A sede tem cor, tem gênero, tem endereço
A crise no acesso à água também carrega um peso desproporcional sobre as costas das mulheres e da população negra da região — justamente os grupos historicamente mais negligenciados pelo Estado.
Falta de água reforça o ciclo de pobreza e exclusão que atinge as mulheres negras
São, em sua maioria, as mulheres — mães, avós, filhas — que assumem a responsabilidade de garantir a água dentro de casa: para cozinhar, para dar banho nas crianças, para manter a higiene, para cuidar dos doentes. Quando a água falta, o tempo e a energia dessas mulheres são consumidos em longas caminhadas até uma nascente, um poço, uma cisterna ou o ponto mais próximo onde ainda escorre alguma gota.
Esse esforço diário e invisível tem consequências profundas: compromete a saúde, o trabalho, o cuidado com a família e até a permanência das meninas na escola. Assim, a falta de água se soma à desigualdade de gênero e de raça, reforçando o ciclo de pobreza e exclusão que atinge as mulheres negras de forma mais brutal. No Vale do Jequitinhonha, onde boa parte da população é negra e vive em territórios rurais ou quilombolas, isso significa negar a essas mulheres o direito a uma vida digna.
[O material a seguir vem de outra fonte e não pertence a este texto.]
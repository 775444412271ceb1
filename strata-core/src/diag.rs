use std::collections::HashSet;

use strata_ast::Span;

use crate::config::CheckerConfig;
use crate::error::{CheckError, CheckFailure, CheckWarning, ErrorKind};

/// Diagnostics sink for one checking run.
///
/// Identical `(span, message)` pairs are recorded once, so re-analysing a
/// loop body or a function never duplicates a report.
#[derive(Debug)]
pub struct Diagnostics {
    errors: Vec<CheckError>,
    warnings: Vec<CheckWarning>,
    seen: HashSet<(usize, usize, String)>,
    max_errors: usize,
    fail_fast: bool,
    warnings_enabled: bool,
    gave_up: bool,
}

impl Diagnostics {
    pub fn new(config: &CheckerConfig) -> Self {
        Self {
            errors: Vec::new(),
            warnings: Vec::new(),
            seen: HashSet::new(),
            max_errors: config.max_errors,
            fail_fast: config.fail_fast,
            warnings_enabled: config.warnings,
            gave_up: false,
        }
    }

    pub fn error(&mut self, kind: ErrorKind, span: Span, message: impl Into<String>) {
        if self.gave_up {
            return;
        }
        let message = message.into();
        if !self
            .seen
            .insert((span.offset(), span.len(), message.clone()))
        {
            return;
        }
        tracing::debug!(%kind, offset = span.offset(), %message, "recorded error");
        self.errors.push(CheckError {
            kind,
            message,
            span,
        });
        if self.max_errors > 0 && self.errors.len() >= self.max_errors {
            tracing::warn!(limit = self.max_errors, "error limit reached, giving up");
            self.warnings.push(CheckWarning {
                message: format!("too many errors ({}); checking stopped", self.errors.len()),
                span,
            });
            self.gave_up = true;
        }
    }

    pub fn warn(&mut self, span: Span, message: impl Into<String>) {
        if !self.warnings_enabled {
            return;
        }
        let message = message.into();
        if !self
            .seen
            .insert((span.offset(), span.len(), format!("warning: {message}")))
        {
            return;
        }
        self.warnings.push(CheckWarning { message, span });
    }

    pub fn error_count(&self) -> usize {
        self.errors.len()
    }

    /// True once no further checking should be attempted.
    pub fn should_stop(&self) -> bool {
        self.gave_up || (self.fail_fast && !self.errors.is_empty())
    }

    pub fn errors(&self) -> &[CheckError] {
        &self.errors
    }

    pub fn warnings(&self) -> &[CheckWarning] {
        &self.warnings
    }

    pub fn into_result(self) -> Result<Vec<CheckWarning>, CheckFailure> {
        if self.errors.is_empty() {
            Ok(self.warnings)
        } else {
            Err(CheckFailure {
                errors: self.errors,
                warnings: self.warnings,
            })
        }
    }
}

#[cfg(test)]
mod tests {
    use super::*;
    use strata_ast::span;

    #[test]
    fn duplicates_are_dropped() {
        let mut d = Diagnostics::new(&CheckerConfig::default());
        d.error(ErrorKind::Flow, span(3, 1), "uninitialized");
        d.error(ErrorKind::Flow, span(3, 1), "uninitialized");
        d.error(ErrorKind::Flow, span(4, 1), "uninitialized");
        assert_eq!(d.error_count(), 2);
    }

    #[test]
    fn limit_stops_recording() {
        let cfg = CheckerConfig {
            max_errors: 2,
            ..CheckerConfig::default()
        };
        let mut d = Diagnostics::new(&cfg);
        for i in 0..5 {
            d.error(ErrorKind::Type, span(i, 1), "bad");
        }
        assert_eq!(d.error_count(), 2);
        assert!(d.should_stop());
        assert!(d.warnings().iter().any(|w| w.message.contains("too many errors")));
    }

    #[test]
    fn fail_fast_stops_after_first() {
        let cfg = CheckerConfig {
            fail_fast: true,
            ..CheckerConfig::default()
        };
        let mut d = Diagnostics::new(&cfg);
        assert!(!d.should_stop());
        d.error(ErrorKind::Name, span(0, 1), "undeclared identifier x");
        assert!(d.should_stop());
    }

    #[test]
    fn disabled_warnings_are_not_recorded() {
        let cfg = CheckerConfig {
            warnings: false,
            ..CheckerConfig::default()
        };
        let mut d = Diagnostics::new(&cfg);
        d.warn(span(0, 1), "unused");
        assert!(d.warnings().is_empty());
        assert!(d.into_result().is_ok());
    }
}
Mais do que uma crise ambiental, estamos diante de uma crise de direitos humanos. E ela tem cor, tem gênero, tem endereço certo. Negar o acesso à água é também perpetuar as desigualdades estruturais que marcam a história do nosso país — especialmente em territórios como o nosso, onde o racismo ambiental é uma realidade concreta, e não um conceito acadêmico distante.
A lógica perversa do sucateamento
Entretanto, a dificuldade enfrentada pelas famílias do Vale do Jequitinhonha no acesso à água não é apenas fruto da seca ou do acaso. É consequência direta da omissão e do desmonte promovido pelo Governo de Minas, que tem sistematicamente sucateado a Companhia de Saneamento de Minas Gerais (Copasa), mesmo com a empresa apresentando um lucro de R$ 1,32 bilhão em 2024.
É uma estratégia conhecida: desmonta-se o serviço público, piora-se a qualidade do atendimento — e, em seguida, apresenta-se a privatização como solução mágica. Uma lógica perversa que transforma um bem essencial em moeda de lucro.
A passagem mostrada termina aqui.